1
Vote

Review: Consider adding attached phylogenetic algorithms

description

This (stand-alone projects attached) adds a few simple things to the Bio.Phylogenetics namespace:
  • one simple data structure – DistanceMatrix
  • 3 classes of algorithms:
    • ISubstitutionModel for computing a DistanceMatrix from an aligned sequence
    • IHierarchicalClusteringAlgorithm for inferring a phylogenetic tree from a distance matrix
    • ITreeEvaluator for calculating a parsimony score for a tree given an aligned sequence
  • And the 3 corresponding standard simple implementations of those algorithms: JukesCantorSubstitutionModel, UpgmaClusteringAlgorithm, FitchTreeEvaluator
    Also included is a simple command-line sample that uses these.
     
    I’ve tried to modify my code to conform to your conventions, and include a lot of comments (with references to original papers, etc.).
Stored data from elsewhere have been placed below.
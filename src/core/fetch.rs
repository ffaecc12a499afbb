use anyhow::{anyhow, bail, Result};
use async_trait::async_trait;
use futures::StreamExt;
use std::path::{Path, PathBuf};
use std::time::Duration;
use tokio::io::{AsyncWriteExt, BufWriter};
use tokio_util::sync::CancellationToken;

/// Identification header carried on every request the core makes.
pub const USER_AGENT: &str = "Crescendo/0.4 (+https://crescendo.app)";

pub fn build_client(connect_timeout: Duration) -> reqwest::Client {
    reqwest::Client::builder()
        .user_agent(USER_AGENT)
        .connect_timeout(connect_timeout)
        .build()
        .unwrap_or_default()
}

pub fn temp_path(destination: &Path) -> PathBuf {
    let mut p = destination.as_os_str().to_owned();
    p.push(".tmp");
    PathBuf::from(p)
}

pub(crate) fn transfer_cancelled() -> anyhow::Error {
    anyhow!("transfer cancelled")
}

#[derive(Debug, Clone, Copy, PartialEq, Eq)]
pub enum ErrorClass {
    /// Retrying would refetch the same failure.
    Permanent,
    /// Worth another attempt after a backoff.
    Transient,
    /// The caller asked us to stop; terminal, never retried.
    Cancelled,
}

/// Sorts a transfer failure into the retry policy's buckets. Anything not
/// recognized as permanent is optimistically treated as transient.
pub fn classify_error(err: &anyhow::Error) -> ErrorClass {
    let msg = err.to_string();
    if msg.contains("cancelled") {
        return ErrorClass::Cancelled;
    }
    if msg.contains("HTTP 4") {
        return ErrorClass::Permanent;
    }
    if msg.contains("error page instead of media") {
        return ErrorClass::Permanent;
    }
    if msg.contains("Permission denied") || msg.contains("No space left") {
        return ErrorClass::Permanent;
    }
    ErrorClass::Transient
}

/// Destination for transferred bytes: a temp file for downloads, an
/// in-memory buffer for progressive streams. Both share the fetch loop.
#[async_trait]
pub trait ByteSink: Send {
    /// Reports the full size (range offset included) once the server
    /// declares it.
    fn set_total(&mut self, total: u64);
    async fn write_chunk(&mut self, chunk: &[u8]) -> Result<()>;
    async fn finish(&mut self) -> Result<()>;
    /// Discards anything the sink holds after a failed or cancelled
    /// transfer.
    async fn abort(&mut self);
}

pub struct FileSink {
    path: PathBuf,
    writer: Option<BufWriter<tokio::fs::File>>,
}

impl FileSink {
    pub async fn create(path: &Path, buffer_capacity: usize) -> Result<Self> {
        if let Some(parent) = path.parent() {
            tokio::fs::create_dir_all(parent).await?;
        }
        let file = tokio::fs::File::create(path).await?;
        Ok(Self {
            path: path.to_path_buf(),
            writer: Some(BufWriter::with_capacity(buffer_capacity, file)),
        })
    }
}

#[async_trait]
impl ByteSink for FileSink {
    fn set_total(&mut self, _total: u64) {}

    async fn write_chunk(&mut self, chunk: &[u8]) -> Result<()> {
        let writer = self
            .writer
            .as_mut()
            .ok_or_else(|| anyhow!("sink already finished"))?;
        writer
            .write_all(chunk)
            .await
            .map_err(|e| anyhow!("write failed for {}: {}", self.path.display(), e))
    }

    async fn finish(&mut self) -> Result<()> {
        if let Some(mut writer) = self.writer.take() {
            writer
                .flush()
                .await
                .map_err(|e| anyhow!("flush failed for {}: {}", self.path.display(), e))?;
        }
        Ok(())
    }

    async fn abort(&mut self) {
        self.writer.take();
        let _ = tokio::fs::remove_file(&self.path).await;
    }
}

pub struct TransferOptions {
    pub range_start: u64,
    pub chunk_timeout: Duration,
    pub cancel: CancellationToken,
}

/// Fetches `url` into `sink`, invoking `on_chunk(downloaded, total)` after
/// every received chunk. Cancellation is observed at every suspension
/// point; errors carry the HTTP status where one was involved so the retry
/// policy can classify them. Returns the number of bytes received.
pub async fn run_transfer<S: ByteSink>(
    client: &reqwest::Client,
    url: &str,
    sink: &mut S,
    opts: &TransferOptions,
    mut on_chunk: impl FnMut(u64, u64) + Send,
) -> Result<u64> {
    let mut request = client.get(url);
    if opts.range_start > 0 {
        request = request.header(
            reqwest::header::RANGE,
            format!("bytes={}-", opts.range_start),
        );
    }

    let response = tokio::select! {
        _ = opts.cancel.cancelled() => return Err(transfer_cancelled()),
        r = request.send() => r?,
    };

    let status = response.status();
    if !status.is_success() {
        bail!("HTTP {} while fetching {}", status.as_u16(), url);
    }
    if opts.range_start > 0 && status != reqwest::StatusCode::PARTIAL_CONTENT {
        bail!(
            "server ignored range request for {} (HTTP {})",
            url,
            status.as_u16()
        );
    }

    if let Some(ct) = response.headers().get(reqwest::header::CONTENT_TYPE) {
        if ct.to_str().map(|v| v.contains("text/html")).unwrap_or(false) {
            bail!("server returned an error page instead of media for {}", url);
        }
    }

    let declared = response.content_length();
    let total = declared.map(|len| len + opts.range_start).unwrap_or(0);
    if total > 0 {
        sink.set_total(total);
    }

    let mut stream = response.bytes_stream();
    let mut downloaded = opts.range_start;

    loop {
        let next = tokio::select! {
            _ = opts.cancel.cancelled() => return Err(transfer_cancelled()),
            item = tokio::time::timeout(opts.chunk_timeout, stream.next()) => item,
        };
        match next {
            Ok(Some(Ok(chunk))) => {
                sink.write_chunk(&chunk).await?;
                downloaded += chunk.len() as u64;
                on_chunk(downloaded, total);
            }
            Ok(Some(Err(e))) => bail!("stream error while fetching {}: {}", url, e),
            Ok(None) => break,
            Err(_) => bail!(
                "transfer stalled: no data received for {}s",
                opts.chunk_timeout.as_secs()
            ),
        }
    }

    let received = downloaded - opts.range_start;
    if let Some(declared) = declared {
        if declared > 0 && received != declared {
            bail!(
                "size mismatch: expected {} bytes, received {}",
                declared,
                received
            );
        }
    }

    sink.finish().await?;
    Ok(received)
}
If you’d like to include this in MBF there are a few more things I should probably do:
  • Port my unit tests to your test framework for inclusion
    • I’m curious, by the way, why you use NUnit instead of VS unit testing (I’ll have to learn NUnit to port my tests from VS – no big deal, I’ve already started looking at it and it’s similar)
  • Localize exception messages (for now English is hard-coded – although I see MBF isn’t completely consistent about localizing them)
  • Perhaps move a couple utilities into existing MBF classes (eg. see TreeUtils.cs)
     
    See e-mail thread with Michael Zyskowski for more details

file attachments

comments

wrote Mar 23, 2010 at 9:09 PM

We'd like to move forward with this for M9.  Need to assign someone from the MBF team to assist in code reviews and integration of this external contribution.  Submitted via Rick Byers.

zyskowski wrote May 17, 2010 at 5:50 PM

We have decided to push the inclusion of this work into just beyond the v1 release. This is primarily for stability reasons, as we are very much in favor of including this work in the library.